Last, we ventured down to the second floor, for the installation called Service à la française
(2009) – which, according to the New Museum is “Fischer’s most ambitious work to date— a technical tour de force that required more than 25,000 photographs and over twelve tons of steel.”
More than fifty chrome boxes occupy the gallery, creating a maze of mirrored cubes, each with a 3-D depiction of a random object. The artist silkscreened the images onto the mirrors, some actual sized and others larger than life, and the effect is dizzying, yet friendly at the same time.
Bright colors abound in cartoon figures, women’s high heeled shoes, giant cocktail glasses, buildings, ships in bottles, and cardboard cut-outs of handsome people. As you walk around each cube, you see a flat image of the object: the front, back, right and left sides, but the mirrored surface causes you to see yourself, other patrons, and other boxes in the negative shapes. They are simultaneously flat as a Warhol, but swimmingly deep and moving.
These boxes are banal and cheeky, odd and mysterious. As you gaze around the room, your eyes put it all together like a collage. You can’t really focus on any one thing, but the overall experience is an optical puzzle and feels nice on the eyes. The museum describes it as “simultaneously immaterial and hyperreal,” which is, actually, a fair assessment.
I wasn’t sure if I wanted to shell out the twelve bucks to see this awkward and eccentric maze of oddities, but in the end, I am glad that I did.

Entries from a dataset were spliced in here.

//! Ordered fallback across backend candidates.
//!
//! Candidates are tried strictly in list order. The first attempt that
//! returns non-empty text wins; every other outcome is recorded and the next
//! candidate is tried after the backoff delay. Per-attempt failures are values,
//! so one backend outage cannot abort the submission while candidates remain.

use std::fmt;
use std::thread;
use std::time::Duration;

use crate::telemetry::{TelemetryEvent, TelemetrySink};

use super::backend::{AttemptOutcome, RewriteBackend};
use super::candidate::CandidateList;
use super::prompt::PromptPair;

/// Delay between a failed attempt and the next candidate when none is
/// configured.
pub const DEFAULT_BACKOFF_DELAY: Duration = Duration::from_secs(1);

/// Waits between candidate attempts.
pub trait Backoff: Send + Sync + fmt::Debug {
    /// Blocks for `delay`.
    fn pause(&self, delay: Duration);
}

/// Backoff that blocks the calling thread.
#[derive(Debug, Default, Clone, Copy)]
pub struct ThreadSleepBackoff;

impl Backoff for ThreadSleepBackoff {
    fn pause(&self, delay: Duration) {
        if !delay.is_zero() {
            thread::sleep(delay);
        }
    }
}

/// Outcome of one attempt against one candidate.
#[derive(Debug, Clone, PartialEq, Eq)]
pub struct AttemptRecord {
    /// Candidate model identifier.
    pub candidate_id: String,
    /// Classified outcome.
    pub outcome: AttemptOutcome,
}

/// Text accepted from the winning candidate.
#[derive(Debug, Clone, PartialEq, Eq)]
pub struct DispatchWinner {
    /// Candidate model identifier.
    pub candidate_id: String,
    /// Trimmed assistant text.
    pub text: String,
}

/// Everything that happened during one dispatch.
#[derive(Debug, Clone, PartialEq, Eq, Default)]
pub struct DispatchReport {
    attempts: Vec<AttemptRecord>,
    winner: Option<DispatchWinner>,
}

impl DispatchReport {
    /// Attempts in the order they were made.
    #[must_use]
    pub fn attempts(&self) -> &[AttemptRecord] {
        self.attempts.as_slice()
    }

    /// Number of attempts made.
    #[must_use]
    pub const fn attempt_count(&self) -> usize {
        self.attempts.len()
    }

    /// Winning candidate, or `None` when every candidate failed.
    #[must_use]
    pub const fn winner(&self) -> Option<&DispatchWinner> {
        self.winner.as_ref()
    }
}

/// Tries a prompt against candidates in order until one produces text.
#[derive(Debug, Clone, Copy)]
pub struct FallbackDispatcher<'a> {
    backend: &'a dyn RewriteBackend,
    backoff: &'a dyn Backoff,
    delay: Duration,
    telemetry: &'a dyn TelemetrySink,
}

impl<'a> FallbackDispatcher<'a> {
    /// Creates a dispatcher over `backend`.
    #[must_use]
    pub const fn new(
        backend: &'a dyn RewriteBackend,
        backoff: &'a dyn Backoff,
        delay: Duration,
        telemetry: &'a dyn TelemetrySink,
    ) -> Self {
        Self {
            backend,
            backoff,
            delay,
            telemetry,
        }
    }

    /// Dispatches `prompt` across `candidates`.
    ///
    /// Never fails: exhaustion is reported as a [`DispatchReport`] without a
    /// winner.
    #[must_use]
    pub fn dispatch(&self, prompt: &PromptPair, candidates: &CandidateList) -> DispatchReport {
        let mut report = DispatchReport::default();
        let total = candidates.len();

        for (index, candidate) in candidates.iter().enumerate() {
            let attempt = index + 1;
            tracing::debug!(
                candidate = candidate.id(),
                attempt,
                total,
                "sending rewrite request"
            );

            let outcome = AttemptOutcome::classify(self.backend.complete(candidate, prompt));

            if let AttemptOutcome::Text(text) = &outcome {
                tracing::info!(candidate = candidate.id(), attempt, "rewrite candidate succeeded");
                report.winner = Some(DispatchWinner {
                    candidate_id: candidate.id().to_owned(),
                    text: text.clone(),
                });
                report.attempts.push(AttemptRecord {
                    candidate_id: candidate.id().to_owned(),
                    outcome,
                });
                return report;
            }

            tracing::warn!(
                candidate = candidate.id(),
                attempt,
                outcome = outcome.label(),
                quota = outcome.is_quota_rejection(),
                "rewrite attempt failed: {}",
                outcome.detail()
            );
            self.telemetry.record(TelemetryEvent::AttemptFailed {
                candidate: candidate.id().to_owned(),
                attempt,
                outcome: outcome.label().to_owned(),
                detail: outcome.detail().to_owned(),
            });
            report.attempts.push(AttemptRecord {
                candidate_id: candidate.id().to_owned(),
                outcome,
            });

            if attempt < total {
                self.backoff.pause(self.delay);
            }
        }

        report
    }
}

#[cfg(test)]
#[path = "dispatcher_tests.rs"]
mod tests;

The New Museum’s strength, besides the commitment to a specific artist’s vision, no matter how ridiculous, is in the use of the architecture. A somewhat goofy and awkward stack of boxes, the museum utilizes its architectural strengths and uses them as part of the work itself. This was also true in the unrelated Museum as Hub: In and Out of Context on the top floor, where works blended seamlessly into a florescent yellow wall and sound stations were as aesthetically appealing as their oral narations.